* **What this task involves**:
Below are entries; tally how many lines hold the string "StudentRecord" and answer with only that figure.

* **Collected data entries**:
--- START ---
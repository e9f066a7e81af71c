//! # Record extraction
//!
//! Turns the tables of a category document into [`StudentRecord`]s. Columns are
//! fixed: 0 is the sequence number, 1 the name, 2 an optional note. Every row of
//! every top-level table is considered, in document order, and kept only if its
//! name passes [`is_record_name`].
//!
//! The documents carry no schema marker, so header and filler rows are told
//! apart from students by that one predicate. Existing documents rely on its
//! exact behaviour, including the length cutoff.

use crate::docx::{self, DocxError};
use crate::models::{Category, StudentRecord};

/// Shortest name, in characters, that counts as a student.
///
/// Kept for compatibility with existing documents: it also drops genuine
/// three-letter names.
pub const MIN_NAME_CHARS: usize = 4;

/// Text that marks a header row wherever it appears in the name cell.
const HEADER_MARKER: &str = "NOME";

/// Whether a name cell belongs to a student row rather than a header or filler.
pub fn is_record_name(name: &str) -> bool {
    let name = name.trim();
    name.chars().count() >= MIN_NAME_CHARS && !name.to_uppercase().contains(HEADER_MARKER)
}

/// Every student row of a `.docx`, tagged with the caller's category.
pub fn extract_records(docx: &[u8], category: Category) -> Result<Vec<StudentRecord>, DocxError> {
    let document = docx::read_tables(docx)?;

    let records = document
        .tables
        .iter()
        .flat_map(|table| table.rows.iter())
        .filter_map(|row| {
            let name = row.get(1)?.trim();
            if !is_record_name(name) {
                return None;
            }
            Some(StudentRecord {
                sequence_number: row.first().map(|c| c.trim().to_string()).unwrap_or_default(),
                name: name.to_uppercase(),
                category,
                note: row.get(2).map(|c| c.trim().to_string()).unwrap_or_default(),
            })
        })
        .collect();

    Ok(records)
}

/// Records whose name contains `query`, ignoring case. A blank query matches
/// nothing.
pub fn filter_by_name<'a>(records: &'a [StudentRecord], query: &str) -> Vec<&'a StudentRecord> {
    let needle = query.trim().to_uppercase();
    if needle.is_empty() {
        return Vec::new();
    }
    records.iter().filter(|r| r.name.contains(&needle)).collect()
}
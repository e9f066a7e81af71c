//! # API crate: student lists and accounts for the school secretariat
//!
//! Domain logic behind the `secretaria` server. The student lists are two
//! `.docx` documents and the accounts one JSON document, all kept in a
//! [`store::ContentStore`] (normally a GitHub repository). Every write is a
//! fresh fetch, an in-memory change and a commit conditioned on the version
//! token just read.
//!
//! ## Modules
//!
//! | Module | Purpose |
//! |--------|---------|
//! | [`accounts`] | Registration, login and admin changes over the JSON credential document |
//! | [`auth`] | Argon2id password hashing, session keys |
//! | [`backend`] | The configured store: GitHub, a local directory or memory |
//! | [`docx`] | Reading tables out of `.docx` files and appending rows to them |
//! | [`error`] | [`CoreError`], the error every operation reports |
//! | [`github`] | GitHub contents API as a content store |
//! | [`models`] | Student records and accounts |
//! | [`notify`] | Best-effort notices on new registrations |
//! | [`records`] | Turning table rows into student records, name search |
//! | [`roster`] | Reading, searching and appending to the two student lists |
//! | [`settings`] | Layered configuration |
//! | [`theme`] | Branding document |

pub mod accounts;
pub mod auth;
pub mod backend;
mod cache;
pub mod docx;
pub mod error;
pub mod github;
pub mod models;
pub mod notify;
pub mod records;
pub mod roster;
pub mod settings;
pub mod theme;

pub use accounts::{CredentialStore, Registration};
pub use backend::Backend;
pub use error::CoreError;
pub use models::{AccountInfo, Category, NewStudent, Role, Status, StudentRecord};
pub use notify::{Notifier, Notifiers};
pub use roster::{CategoryLoad, Dashboard, DocumentPaths, Roster, SearchResult};
pub use settings::{Settings, SettingsError};
pub use theme::ThemeService;

pub use store::ThemeConfig;
//! Branding shown by the front end, kept as a JSON document in the store.

use store::{ContentStore, Repository, StoreError, ThemeConfig, VersionToken};

use crate::error::{from_update, CoreError};
use crate::models::AccountInfo;

pub struct ThemeService<S: ContentStore> {
    repo: Repository<S>,
    path: String,
}

impl<S: ContentStore> ThemeService<S> {
    pub fn new(store: S, path: impl Into<String>) -> Self {
        Self {
            repo: Repository::new(store),
            path: path.into(),
        }
    }

    /// The stored theme, or the defaults when it is missing or unreadable.
    pub async fn load(&self) -> ThemeConfig {
        match self.repo.fetch(&self.path).await {
            Ok(doc) => ThemeConfig::from_json_or_default(Some(&doc.content)),
            Err(StoreError::NotFound { .. }) => ThemeConfig::default(),
            Err(e) => {
                tracing::warn!("Using default theme, {} unreadable: {}", self.path, e);
                ThemeConfig::default()
            }
        }
    }

    pub async fn save(
        &self,
        actor: &AccountInfo,
        theme: &ThemeConfig,
    ) -> Result<VersionToken, CoreError> {
        if !actor.is_admin() {
            return Err(CoreError::Unauthorized(
                "only an active administrator can change the theme".to_string(),
            ));
        }
        validate(theme)?;

        let path = self.path.as_str();
        let version = self
            .repo
            .update_or_create(path, "Atualizado tema", |_| {
                theme.to_json().map_err(|e| CoreError::Structural {
                    path: path.to_string(),
                    reason: e.to_string(),
                })
            })
            .await
            .map_err(|e| from_update(path, e))?;
        tracing::info!("Theme saved by {} ({})", actor.login_key, version);
        Ok(version)
    }
}

fn validate(theme: &ThemeConfig) -> Result<(), CoreError> {
    if theme.school_name.trim().is_empty() {
        return Err(CoreError::Validation("school name is required".to_string()));
    }
    let color = theme.accent_color.as_bytes();
    if color.len() != 7 || color[0] != b'#' || !color[1..].iter().all(u8::is_ascii_hexdigit) {
        return Err(CoreError::Validation(format!(
            "accent color must look like #1f6feb, got {:?}",
            theme.accent_color
        )));
    }
    Ok(())
}

#[cfg(test)]
mod tests {
    use super::*;
    use crate::models::{Role, Status};
    use store::MemoryStore;

    fn account(role: Role) -> AccountInfo {
        AccountInfo {
            login_key: "secretaria".into(),
            display_name: "Secretaria".into(),
            role,
            status: Status::Active,
            unit: String::new(),
            created_at: chrono::Utc::now(),
        }
    }

    #[tokio::test]
    async fn test_missing_or_broken_theme_is_default() {
        let store = MemoryStore::new();
        let service = ThemeService::new(store.clone(), "config.json");
        assert_eq!(service.load().await, ThemeConfig::default());

        store.insert("config.json", b"[]".to_vec());
        assert_eq!(service.load().await, ThemeConfig::default());
    }

    #[tokio::test]
    async fn test_admin_saves_theme() {
        let store = MemoryStore::new();
        let service = ThemeService::new(store.clone(), "config.json");
        let theme = ThemeConfig {
            school_name: "EMEF PA-RESSACA".into(),
            accent_color: "#0a7f3f".into(),
            logo_url: String::new(),
        };

        let err = service.save(&account(Role::User), &theme).await.unwrap_err();
        assert_eq!(err.code(), "unauthorized");

        service.save(&account(Role::Admin), &theme).await.unwrap();
        service.save(&account(Role::Admin), &theme).await.unwrap();
        assert_eq!(service.load().await, theme);
        assert_eq!(store.history().len(), 2);
    }

    #[tokio::test]
    async fn test_bad_color_is_rejected() {
        let service = ThemeService::new(MemoryStore::new(), "config.json");
        let theme = ThemeConfig {
            accent_color: "blue".into(),
            ..Default::default()
        };
        let err = service.save(&account(Role::Admin), &theme).await.unwrap_err();
        assert_eq!(err.code(), "validation");
    }
}
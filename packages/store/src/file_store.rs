//! # Filesystem-backed content store
//!
//! [`FileStore`] keeps every document as a plain file under a base directory,
//! which is enough for a single-machine deployment that does not want a remote
//! git host. The version token of a file is the git blob id of its bytes, so a
//! token goes stale exactly when the file content changes.
//!
//! ## Layout
//!
//! ```text
//! <base_dir>/
//! ├── EMEF PA-RESSACA.docx       # documents, addressed by relative path
//! ├── usuarios.json
//! └── .history.jsonl             # one CommitInfo per accepted write
//! ```
//!
//! Writes go to a sibling temp file and are renamed into place. Check-and-swap
//! is serialised by a lock shared between clones of the same `FileStore`; two
//! processes pointed at one directory are not coordinated.

use std::io::{ErrorKind, Write};
use std::path::{Component, Path, PathBuf};
use std::sync::{Arc, Mutex, PoisonError};

use crate::models::{CommitInfo, VersionToken, VersionedDocument};
use crate::objects::blob_sha;
use crate::repo::{ContentStore, StoreError};

const HISTORY_FILE: &str = ".history.jsonl";

/// Filesystem-backed ContentStore.
#[derive(Clone, Debug)]
pub struct FileStore {
    base: PathBuf,
    write_lock: Arc<Mutex<()>>,
}

impl FileStore {
    pub fn new(base: PathBuf) -> Self {
        Self {
            base,
            write_lock: Arc::new(Mutex::new(())),
        }
    }

    pub fn base(&self) -> &Path {
        &self.base
    }

    /// Resolve a document path below the base directory. Absolute paths and
    /// `..` components are refused.
    fn document_path(&self, path: &str) -> Result<PathBuf, StoreError> {
        let relative = Path::new(path);
        let clean = !path.is_empty()
            && relative
                .components()
                .all(|c| matches!(c, Component::Normal(_)));
        if !clean {
            return Err(StoreError::Backend(format!(
                "invalid document path: {path:?}"
            )));
        }
        Ok(self.base.join(relative))
    }

    fn read(&self, path: &str) -> Result<Vec<u8>, StoreError> {
        let file = self.document_path(path)?;
        std::fs::read(&file).map_err(|e| match e.kind() {
            ErrorKind::NotFound => StoreError::NotFound {
                path: path.to_string(),
            },
            _ => StoreError::Backend(format!("read {}: {e}", file.display())),
        })
    }

    fn write(&self, path: &str, content: &[u8]) -> Result<(), StoreError> {
        let file = self.document_path(path)?;
        if let Some(parent) = file.parent() {
            std::fs::create_dir_all(parent)
                .map_err(|e| StoreError::Backend(format!("mkdir {}: {e}", parent.display())))?;
        }
        let mut tmp = file.clone().into_os_string();
        tmp.push(".partial");
        let tmp = PathBuf::from(tmp);
        std::fs::write(&tmp, content)
            .map_err(|e| StoreError::Backend(format!("write {}: {e}", tmp.display())))?;
        std::fs::rename(&tmp, &file)
            .map_err(|e| StoreError::Backend(format!("rename {}: {e}", file.display())))
    }

    fn record(&self, info: &CommitInfo) -> Result<(), StoreError> {
        let line = serde_json::to_string(info)
            .map_err(|e| StoreError::Backend(format!("history entry: {e}")))?;
        let mut log = std::fs::OpenOptions::new()
            .create(true)
            .append(true)
            .open(self.base.join(HISTORY_FILE))
            .map_err(|e| StoreError::Backend(format!("open history: {e}")))?;
        writeln!(log, "{line}").map_err(|e| StoreError::Backend(format!("append history: {e}")))
    }

    /// The document is already in place, so a history failure must not turn
    /// the write into a reported error.
    fn record_written(&self, path: &str, message: &str, version: &VersionToken) {
        let info = CommitInfo {
            path: path.to_string(),
            message: message.to_string(),
            version: version.clone(),
        };
        if let Err(e) = self.record(&info) {
            tracing::warn!("Wrote {} but could not record it in history: {}", path, e);
        }
    }

    /// Accepted writes recorded under this directory, oldest first.
    pub fn history(&self) -> Vec<CommitInfo> {
        std::fs::read_to_string(self.base.join(HISTORY_FILE))
            .unwrap_or_default()
            .lines()
            .filter_map(|line| serde_json::from_str(line).ok())
            .collect()
    }
}

impl ContentStore for FileStore {
    async fn fetch(&self, path: &str) -> Result<VersionedDocument, StoreError> {
        let content = self.read(path)?;
        let version = blob_sha(&content).into();
        Ok(VersionedDocument { content, version })
    }

    async fn commit(
        &self,
        path: &str,
        content: Vec<u8>,
        expected: &VersionToken,
        message: &str,
    ) -> Result<VersionToken, StoreError> {
        let _guard = self.write_lock.lock().unwrap_or_else(PoisonError::into_inner);

        let current = self.read(path)?;
        if VersionToken::from(blob_sha(&current)) != *expected {
            return Err(StoreError::Conflict {
                path: path.to_string(),
            });
        }

        self.write(path, &content)?;
        let version: VersionToken = blob_sha(&content).into();
        self.record_written(path, message, &version);
        Ok(version)
    }

    async fn create(
        &self,
        path: &str,
        content: Vec<u8>,
        message: &str,
    ) -> Result<VersionToken, StoreError> {
        let _guard = self.write_lock.lock().unwrap_or_else(PoisonError::into_inner);

        if self.document_path(path)?.exists() {
            return Err(StoreError::AlreadyExists {
                path: path.to_string(),
            });
        }

        self.write(path, &content)?;
        let version: VersionToken = blob_sha(&content).into();
        self.record_written(path, message, &version);
        Ok(version)
    }
}

#[cfg(test)]
mod tests {
    use super::*;
    use crate::repo::Repository;

    #[tokio::test]
    async fn test_file_store_roundtrip_across_instances() {
        let dir = tempfile::tempdir().unwrap();

        let store = FileStore::new(dir.path().to_path_buf());
        let created = store
            .create("usuarios.json", b"[]".to_vec(), "init users")
            .await
            .unwrap();

        // Re-open from same directory
        let store2 = FileStore::new(dir.path().to_path_buf());
        let doc = store2.fetch("usuarios.json").await.unwrap();
        assert_eq!(doc.content, b"[]");
        assert_eq!(doc.version, created);
        assert_eq!(store2.history().len(), 1);
        assert_eq!(store2.history()[0].message, "init users");
    }

    #[tokio::test]
    async fn test_file_store_detects_stale_token() {
        let dir = tempfile::tempdir().unwrap();
        let store = FileStore::new(dir.path().to_path_buf());
        store
            .create("EMEF PA-RESSACA.docx", b"v0".to_vec(), "seed")
            .await
            .unwrap();

        let stale = store.fetch("EMEF PA-RESSACA.docx").await.unwrap();
        let repo = Repository::new(store.clone());
        repo.update("EMEF PA-RESSACA.docx", "first", |_| Ok::<_, ()>(b"v1".to_vec()))
            .await
            .unwrap();

        let err = store
            .commit("EMEF PA-RESSACA.docx", b"v2".to_vec(), &stale.version, "late")
            .await
            .unwrap_err();
        assert!(matches!(err, StoreError::Conflict { .. }));
        assert_eq!(
            store.fetch("EMEF PA-RESSACA.docx").await.unwrap().content,
            b"v1"
        );
    }

    #[tokio::test]
    async fn test_file_store_refuses_escaping_paths() {
        let dir = tempfile::tempdir().unwrap();
        let store = FileStore::new(dir.path().to_path_buf());
        for bad in ["../outside.json", "/etc/passwd", ""] {
            assert!(matches!(
                store.fetch(bad).await.unwrap_err(),
                StoreError::Backend(_)
            ));
        }
    }

    #[tokio::test]
    async fn test_commit_survives_unwritable_history() {
        let dir = tempfile::tempdir().unwrap();
        let store = FileStore::new(dir.path().to_path_buf());
        let v0 = store
            .create("usuarios.json", b"[]".to_vec(), "init")
            .await
            .unwrap();

        // a directory where the log file should be makes every append fail
        std::fs::remove_file(dir.path().join(HISTORY_FILE)).unwrap();
        std::fs::create_dir(dir.path().join(HISTORY_FILE)).unwrap();

        let v1 = store
            .commit("usuarios.json", b"[1]".to_vec(), &v0, "add")
            .await
            .unwrap();
        let doc = store.fetch("usuarios.json").await.unwrap();
        assert_eq!(doc.content, b"[1]");
        assert_eq!(doc.version, v1);
        assert!(store.history().is_empty());
    }

    #[tokio::test]
    async fn test_file_store_missing_is_not_found() {
        let dir = tempfile::tempdir().unwrap();
        let store = FileStore::new(dir.path().to_path_buf());
        assert!(matches!(
            store.fetch("missing.docx").await.unwrap_err(),
            StoreError::NotFound { .. }
        ));
    }
}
--- END ---
* **Answer section**:
6